The second pitch is that the current number of Package Car Drivers jobs per building would be protected from replacement by Hybrid Drivers. If a Package Car Driver position goes vacant, it would have to be filled with a new Package Car Driver, not a Hybrid Driver. The number of 22.4 Hybrid Drivers is capped at 25% of the total Package Driver jobs in the building.
The third piece of the sales pitch is that the Hybrid Drivers will reduce excessive overtime by increasing staffing levels during the week.
The last piece of the sales pitch is that Hybrid Drivers will protect our Health & Welfare and Pension Funds by increasing the number of full-time participants.
The Questions Taylor Can’t Answer
Taylor’s sales pitch falls flat and leaves many unanswered questions.
First, Taylor never explains why we would ever allow two-tier in package. Two-tier means lower pay for Teamsters performing the same ground work. It will inevitably lead to management pitting Package Drivers and lower-paid Hybrid Drivers against each other. Why would members vote for that?
Second, if the goal is to protect drivers from excessive overtime, why did Taylor cave in to the company on 9.5? Under Taylor’s deal with UPS, drivers will not automatically be opted-in to 9.5; there are no tougher penalties for 9.5 violations; you still have to grieve every 9.5 violation to get penalty pay; and management does not have to adjust your load to comply with 9.5. The company could have agreed to these proposals if they were serious about addressing unwanted excessive overtime. They didn’t.
Third, what protections have been negotiated to protect drivers who rely on reasonable overtime and can’t afford to lose it to 22.4 Hybrid Drivers? The company plans to divert overtime work to 22.4 Hybrid Drivers who will make $6 to $16 an hour less than top rate for delivering ground. What will stop management from taking away overtime from package drivers who want it? Taylor may have negotiated something, but it’s not in the memo.
Fourth, claiming we need to make givebacks to strengthen our Health & Welfare and Pension Funds is phony. UPS needs to hire more drivers to handle growing volume and deliver on Sundays.
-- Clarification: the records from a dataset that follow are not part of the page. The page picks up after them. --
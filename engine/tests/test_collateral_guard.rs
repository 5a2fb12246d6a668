//! Collateral lifecycle tests
//!
//! The withdrawal guard (manual and timer paths), haircut math, the
//! minimum-holding timer, and clamped partial auto-withdrawals.

use rtgs_engine_rs::{
    AgentConfig, CollateralConfig, CollateralLotConfig, CostRates, Engine, EngineConfig,
    EngineError, LsmConfig, PolicyConfig, SimulationParams,
};

fn config_with(
    balance: i64,
    credit_limit: i64,
    lots: Vec<CollateralLotConfig>,
    collateral: CollateralConfig,
) -> EngineConfig {
    EngineConfig {
        simulation: SimulationParams {
            ticks_per_day: 50,
            num_days: 1,
            rng_seed: 3,
        },
        agents: vec![
            AgentConfig {
                id: "BANK_A".to_string(),
                opening_balance: balance,
                credit_limit,
                policy: PolicyConfig::Fifo,
                arrival_config: None,
                initial_collateral_lots: lots,
            },
            AgentConfig {
                id: "BANK_B".to_string(),
                opening_balance: 0,
                credit_limit: 0,
                policy: PolicyConfig::Fifo,
                arrival_config: None,
                initial_collateral_lots: Vec::new(),
            },
        ],
        scenario_events: Vec::new(),
        policy_feature_toggles: Default::default(),
        cost_rates: CostRates::default(),
        lsm: LsmConfig::default(),
        collateral,
    }
}

#[test]
fn test_guarded_withdrawal_preserves_credit_coverage() {
    // Deep overdraft backed by a large haircut lot: a modest withdrawal
    // must still be allowed, and must leave credit usage covered
    let mut engine = Engine::new(config_with(
        -300_000,
        120_000,
        vec![CollateralLotConfig {
            face_value: 39_345_897,
            haircut: 0.02,
            auto_withdraw_after_ticks: None,
        }],
        CollateralConfig {
            min_holding_ticks: 0,
            safety_buffer: 100,
        },
    ))
    .unwrap();

    let snapshot = engine.get_agent_state("BANK_A").unwrap();
    assert_eq!(snapshot.credit_used, 300_000);
    // floor(39_345_897 × 0.98) = 38_558_979
    assert_eq!(snapshot.allowed_overdraft_limit, 120_000 + 38_558_979);

    let withdrawn = engine
        .withdraw_collateral("BANK_A", "BANK_A-lot-0001", 529_812)
        .unwrap();
    assert_eq!(withdrawn, 529_812);

    let after = engine.get_agent_state("BANK_A").unwrap();
    assert!(after.allowed_overdraft_limit >= after.credit_used + 100);
    assert!(after.balance >= -after.allowed_overdraft_limit);
}

#[test]
fn test_withdrawal_clamped_to_guard() {
    // credit_used 90_000 + buffer 5_000 leaves only 5_000 of face free
    let mut engine = Engine::new(config_with(
        -90_000,
        0,
        vec![CollateralLotConfig {
            face_value: 100_000,
            haircut: 0.0,
            auto_withdraw_after_ticks: None,
        }],
        CollateralConfig {
            min_holding_ticks: 0,
            safety_buffer: 5_000,
        },
    ))
    .unwrap();

    let withdrawn = engine
        .withdraw_collateral("BANK_A", "BANK_A-lot-0001", 50_000)
        .unwrap();
    assert_eq!(withdrawn, 5_000);
    assert_eq!(
        engine.get_agent_state("BANK_A").unwrap().posted_collateral,
        95_000
    );
}

#[test]
fn test_withdrawal_refused_when_fully_pledged() {
    let mut engine = Engine::new(config_with(
        -100_000,
        0,
        vec![CollateralLotConfig {
            face_value: 100_000,
            haircut: 0.0,
            auto_withdraw_after_ticks: None,
        }],
        CollateralConfig {
            min_holding_ticks: 0,
            safety_buffer: 0,
        },
    ))
    .unwrap();

    assert!(matches!(
        engine.withdraw_collateral("BANK_A", "BANK_A-lot-0001", 1),
        Err(EngineError::ConstraintViolation(_))
    ));
}

#[test]
fn test_min_holding_blocks_manual_withdrawal() {
    let mut engine = Engine::new(config_with(
        1_000_000,
        0,
        vec![CollateralLotConfig {
            face_value: 100_000,
            haircut: 0.0,
            auto_withdraw_after_ticks: None,
        }],
        CollateralConfig {
            min_holding_ticks: 5,
            safety_buffer: 0,
        },
    ))
    .unwrap();

    // Inside the holding period
    assert!(matches!(
        engine.withdraw_collateral("BANK_A", "BANK_A-lot-0001", 100_000),
        Err(EngineError::ConstraintViolation(_))
    ));

    for _ in 0..5 {
        engine.tick().unwrap();
    }

    // current_tick = 5, posted at 0, holding elapsed
    let withdrawn = engine
        .withdraw_collateral("BANK_A", "BANK_A-lot-0001", 100_000)
        .unwrap();
    assert_eq!(withdrawn, 100_000);
    assert_eq!(engine.get_agent_state("BANK_A").unwrap().posted_collateral, 0);
}

#[test]
fn test_post_then_withdraw_round_trip() {
    let mut engine = Engine::new(config_with(
        500_000,
        250_000,
        Vec::new(),
        CollateralConfig {
            min_holding_ticks: 0,
            safety_buffer: 0,
        },
    ))
    .unwrap();

    let limit_before = engine
        .get_agent_state("BANK_A")
        .unwrap()
        .allowed_overdraft_limit;

    let lot_id = engine.post_collateral("BANK_A", 777_777, 0.13).unwrap();
    let withdrawn = engine
        .withdraw_collateral("BANK_A", &lot_id, 777_777)
        .unwrap();
    assert_eq!(withdrawn, 777_777);

    let limit_after = engine
        .get_agent_state("BANK_A")
        .unwrap()
        .allowed_overdraft_limit;
    assert_eq!(limit_before, limit_after);
}

#[test]
fn test_timer_withdraws_whole_lot_when_safe() {
    let mut engine = Engine::new(config_with(
        1_000_000,
        0,
        vec![CollateralLotConfig {
            face_value: 200_000,
            haircut: 0.1,
            auto_withdraw_after_ticks: Some(3),
        }],
        CollateralConfig {
            min_holding_ticks: 2,
            safety_buffer: 0,
        },
    ))
    .unwrap();

    for _ in 0..3 {
        engine.tick().unwrap();
        assert_eq!(
            engine.get_agent_state("BANK_A").unwrap().posted_collateral,
            200_000
        );
    }

    // Timer fires during tick 3's collateral phase
    engine.tick().unwrap();
    assert_eq!(engine.get_agent_state("BANK_A").unwrap().posted_collateral, 0);

    let withdrawals = engine.event_log().events_of_kind("CollateralWithdrawn");
    assert_eq!(withdrawals.len(), 1);
    assert_eq!(withdrawals[0].tick, 3);
}

#[test]
fn test_timer_withdrawal_clamped_while_in_overdraft() {
    // Overdraft pins most of the lot; the timer takes only the free part
    // and keeps retrying the remainder
    let mut engine = Engine::new(config_with(
        -90_000,
        0,
        vec![CollateralLotConfig {
            face_value: 100_000,
            haircut: 0.0,
            auto_withdraw_after_ticks: Some(0),
        }],
        CollateralConfig {
            min_holding_ticks: 0,
            safety_buffer: 5_000,
        },
    ))
    .unwrap();

    engine.tick().unwrap();
    assert_eq!(
        engine.get_agent_state("BANK_A").unwrap().posted_collateral,
        95_000
    );

    // Nothing more is free while the overdraft persists
    engine.tick().unwrap();
    assert_eq!(
        engine.get_agent_state("BANK_A").unwrap().posted_collateral,
        95_000
    );

    let snapshot = engine.get_agent_state("BANK_A").unwrap();
    assert!(snapshot.allowed_overdraft_limit >= snapshot.credit_used + 5_000);
}
//! Settlement engines (RTGS and LSM)
//!
//! # Critical invariants
//!
//! 1. Atomicity: every settlement primitive is all-or-nothing
//! 2. Balance conservation: total system balance never changes
//! 3. Overdraft floor: no agent ends a settlement below
//!    `−allowed_overdraft_limit`
//! 4. At most one successful settlement per transaction ID

pub mod lsm;
pub mod rtgs;

pub use rtgs::{settle, sweep_queue2, SettledLeg, SettlementError, SweepResult};
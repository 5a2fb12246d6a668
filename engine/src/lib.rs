//! RTGS settlement engine with liquidity-saving mechanisms
//!
//! A deterministic discrete-event simulator of a Real-Time Gross
//! Settlement network: per-agent payment queues, a central RTGS queue,
//! bilateral/multilateral offset resolution, collateralized credit,
//! deadline-bound payments, per-agent decision policies, and exact
//! per-agent cost accounting over many simulated days.
//!
//! # Architecture
//!
//! - **core**: time management
//! - **rng**: deterministic per-agent random streams
//! - **models**: domain types (Agent, Transaction, CollateralLot, Event,
//!   SimulationState)
//! - **arrivals**: deterministic transaction generation
//! - **policy**: the release-decision ABI, built-ins, and the JSON tree DSL
//! - **settlement**: RTGS primitives and the LSM resolver
//! - **costs**: rates and per-agent ledgers
//! - **scenario**: scheduled scenario events
//! - **orchestrator**: the [`Engine`] tick loop and query API
//!
//! # Critical invariants
//!
//! 1. All money values are i64 (cents); no floats touch balances
//! 2. All randomness is seeded and per-agent (exact replay)
//! 3. Every tick emits a totally ordered event stream; same config and
//!    seed ⇒ byte-identical events

// Module declarations
pub mod arrivals;
pub mod core;
pub mod costs;
pub mod models;
pub mod orchestrator;
pub mod policy;
pub mod rng;
pub mod scenario;
pub mod settlement;

// Re-exports for convenience
pub use crate::core::time::TimeManager;
pub use costs::{CostBreakdown, CostLedger, CostRates};
pub use models::{
    agent::{Agent, AgentError},
    collateral::CollateralLot,
    event::{Event, EventKind, EventLog},
    state::SimulationState,
    transaction::{Transaction, TransactionError, TransactionStatus},
};
pub use orchestrator::{
    AgentConfig, CollateralConfig, CollateralLotConfig, ConfigError, Engine, EngineConfig,
    EngineError, PolicyConfig, SimulationParams, SystemMetrics, TickSummary,
};
pub use policy::{Decision, Policy, PolicyToggles};
pub use rng::RngManager;
pub use settlement::lsm::LsmConfig;
pub use settlement::{settle, SettlementError};
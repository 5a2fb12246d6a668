//! Simulation state
//!
//! Holds all agents, all transactions, and the central RTGS queue
//! (Queue 2). Queue 1 lives on each agent; Queue 2 is kept sorted by
//! `(priority desc, submission_tick asc, tx_id asc)` so sweep order is
//! structural rather than recomputed.
//!
//! # Critical invariants
//!
//! 1. Balance conservation: the sum of agent balances is constant
//! 2. Transaction uniqueness: each transaction ID appears exactly once
//! 3. Queue validity: every ID in the RTGS queue exists in the
//!    transactions map
//! 4. Each transaction is referenced by at most one queue at a time

use crate::models::agent::Agent;
use crate::models::transaction::Transaction;
use std::collections::BTreeMap;
use std::collections::BTreeSet;

/// Complete simulation state
#[derive(Debug, Clone)]
pub struct SimulationState {
    /// All agents, keyed by ID (sorted, deterministic iteration)
    agents: BTreeMap<String, Agent>,

    /// All transactions, keyed by ID
    transactions: BTreeMap<String, Transaction>,

    /// Queue 2: transaction IDs awaiting liquidity, sorted by
    /// (priority desc, submission_tick asc, tx_id asc)
    rtgs_queue: Vec<String>,
}

impl SimulationState {
    /// Create a new simulation state with given agents
    pub fn new(agents: Vec<Agent>) -> Self {
        let agents_map = agents
            .into_iter()
            .map(|agent| (agent.id().to_string(), agent))
            .collect();

        Self {
            agents: agents_map,
            transactions: BTreeMap::new(),
            rtgs_queue: Vec::new(),
        }
    }

    /// Get reference to an agent by ID
    pub fn get_agent(&self, id: &str) -> Option<&Agent> {
        self.agents.get(id)
    }

    /// Get mutable reference to an agent by ID
    pub fn get_agent_mut(&mut self, id: &str) -> Option<&mut Agent> {
        self.agents.get_mut(id)
    }

    /// All agent IDs in sorted order
    pub fn agent_ids(&self) -> Vec<String> {
        self.agents.keys().cloned().collect()
    }

    /// Get reference to all agents
    pub fn agents(&self) -> &BTreeMap<String, Agent> {
        &self.agents
    }

    /// Get reference to a transaction by ID
    pub fn get_transaction(&self, id: &str) -> Option<&Transaction> {
        self.transactions.get(id)
    }

    /// Get mutable reference to a transaction by ID
    pub fn get_transaction_mut(&mut self, id: &str) -> Option<&mut Transaction> {
        self.transactions.get_mut(id)
    }

    /// Add a transaction to the system
    ///
    /// # Panics
    /// Panics on a duplicate ID; ID allocation is counter-based so a
    /// collision is an engine bug.
    pub fn add_transaction(&mut self, transaction: Transaction) {
        let id = transaction.id().to_string();
        assert!(
            !self.transactions.contains_key(&id),
            "Transaction ID {} already exists",
            id
        );
        self.transactions.insert(id, transaction);
    }

    /// Get reference to all transactions
    pub fn transactions(&self) -> &BTreeMap<String, Transaction> {
        &self.transactions
    }

    /// Number of agents in system
    pub fn num_agents(&self) -> usize {
        self.agents.len()
    }

    // =========================================================================
    // Queue 2
    // =========================================================================

    /// Insert a transaction into Queue 2 at its ordered position,
    /// returning the 0-indexed position
    ///
    /// # Panics
    /// Panics if the ID is unknown or lacks a submission tick.
    pub fn queue2_insert(&mut self, tx_id: String) -> usize {
        let key = self.queue2_key(&tx_id);
        let pos = self
            .rtgs_queue
            .partition_point(|other| self.queue2_key(other) < key);
        self.rtgs_queue.insert(pos, tx_id);
        pos
    }

    /// Ordering key for Queue 2: (priority desc, submission_tick, tx_id)
    fn queue2_key(&self, tx_id: &str) -> (u8, usize, String) {
        let tx = self
            .transactions
            .get(tx_id)
            .expect("queued transaction must exist");
        (
            u8::MAX - tx.priority(),
            tx.submission_tick().expect("queued transaction must be submitted"),
            tx_id.to_string(),
        )
    }

    /// Remove a batch of settled IDs from Queue 2 in one pass
    pub fn queue2_remove_batch(&mut self, ids: &BTreeSet<String>) {
        if !ids.is_empty() {
            self.rtgs_queue.retain(|id| !ids.contains(id));
        }
    }

    /// Queue 2 contents in sweep order
    pub fn rtgs_queue(&self) -> &[String] {
        &self.rtgs_queue
    }

    /// Mutable access to Queue 2 (sweep replaces the remainder)
    pub fn rtgs_queue_mut(&mut self) -> &mut Vec<String> {
        &mut self.rtgs_queue
    }

    /// Current size of Queue 2
    pub fn queue2_size(&self) -> usize {
        self.rtgs_queue.len()
    }

    /// Total value awaiting liquidity in Queue 2
    pub fn queue2_value(&self) -> i64 {
        self.rtgs_queue
            .iter()
            .filter_map(|tx_id| self.transactions.get(tx_id))
            .map(|tx| tx.amount())
            .sum()
    }

    // =========================================================================
    // Aggregates
    // =========================================================================

    /// Sum of all agent balances (conservation check)
    pub fn total_balance(&self) -> i64 {
        self.agents.values().map(|agent| agent.balance()).sum()
    }

    /// Total number of transactions across all Queue 1s
    pub fn total_queue1_size(&self) -> usize {
        self.agents.values().map(|agent| agent.queue1_size()).sum()
    }

    /// Total value held in an agent's Queue 1
    pub fn agent_queue1_value(&self, agent_id: &str) -> i64 {
        match self.agents.get(agent_id) {
            Some(agent) => agent
                .queue1()
                .iter()
                .filter_map(|tx_id| self.transactions.get(tx_id))
                .map(|tx| tx.amount())
                .sum(),
            None => 0,
        }
    }
}

#[cfg(test)]
mod tests {
    use super::*;

    fn tx(id: &str, sender: &str, receiver: &str, amount: i64, priority: u8) -> Transaction {
        Transaction::new(
            id.to_string(),
            sender.to_string(),
            receiver.to_string(),
            amount,
            0,
            100,
        )
        .with_priority(priority)
    }

    fn two_agent_state() -> SimulationState {
        SimulationState::new(vec![
            Agent::new("A".to_string(), 1_000_000, 0),
            Agent::new("B".to_string(), 2_000_000, 0),
        ])
    }

    #[test]
    fn test_new_state() {
        let state = two_agent_state();
        assert_eq!(state.num_agents(), 2);
        assert_eq!(state.queue2_size(), 0);
        assert_eq!(state.total_balance(), 3_000_000);
    }

    #[test]
    fn test_queue2_ordered_by_priority_then_submission() {
        let mut state = two_agent_state();

        let mut low = tx("tx-1", "A", "B", 100, 2);
        low.mark_submitted(5);
        let mut high = tx("tx-2", "A", "B", 100, 8);
        high.mark_submitted(7);
        let mut mid_early = tx("tx-3", "A", "B", 100, 5);
        mid_early.mark_submitted(1);

        state.add_transaction(low);
        state.add_transaction(high);
        state.add_transaction(mid_early);

        state.queue2_insert("tx-1".to_string());
        state.queue2_insert("tx-2".to_string());
        state.queue2_insert("tx-3".to_string());

        assert_eq!(state.rtgs_queue(), &["tx-2", "tx-3", "tx-1"]);
    }

    #[test]
    fn test_queue2_tx_id_tiebreak() {
        let mut state = two_agent_state();

        for id in ["tx-b", "tx-a"] {
            let mut t = tx(id, "A", "B", 100, 5);
            t.mark_submitted(3);
            state.add_transaction(t);
            state.queue2_insert(id.to_string());
        }

        assert_eq!(state.rtgs_queue(), &["tx-a", "tx-b"]);
    }

    #[test]
    fn test_queue2_remove_batch() {
        let mut state = two_agent_state();
        for id in ["tx-1", "tx-2", "tx-3"] {
            let mut t = tx(id, "A", "B", 100, 5);
            t.mark_submitted(0);
            state.add_transaction(t);
            state.queue2_insert(id.to_string());
        }

        let remove: BTreeSet<String> =
            ["tx-1".to_string(), "tx-3".to_string()].into_iter().collect();
        state.queue2_remove_batch(&remove);

        assert_eq!(state.rtgs_queue(), &["tx-2"]);
    }

    #[test]
    fn test_agent_queue1_value() {
        let mut state = two_agent_state();
        let t = tx("tx-1", "A", "B", 500_000, 5);
        state.add_transaction(t);
        state.get_agent_mut("A").unwrap().queue1_push("tx-1".to_string());

        assert_eq!(state.agent_queue1_value("A"), 500_000);
        assert_eq!(state.agent_queue1_value("B"), 0);
        assert_eq!(state.total_queue1_size(), 1);
    }
}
We don’t need givebacks and two-tier Hybrid Drivers; we just need more full-time Teamsters. UPS will make $6 billion in profits this year. The company can afford to pay package driver rate when Teamsters deliver ground packages.
Finally, Taylor’s sales pitch hides the screwing that part-timers will get under this deal. Under the current contract, part-timers could go full-time as a 22.3 and not have to deliver ground—or they could go full-time driving and make it to top package rate after four years. Under the Two-Tier Hybrid Driver deal, part-timers get the worst of both worlds. They have to deliver ground, but they get paid a 22.3 rate. That’s a giveback, not a win.
End the Brownout
It’s been a week since Taylor reached a tentative deal with UPS.
Instead of issuing sales pitches, Hoffa and Tylor should release the proposed deal so that members can review the details and make an informed decision before they vote on the contract.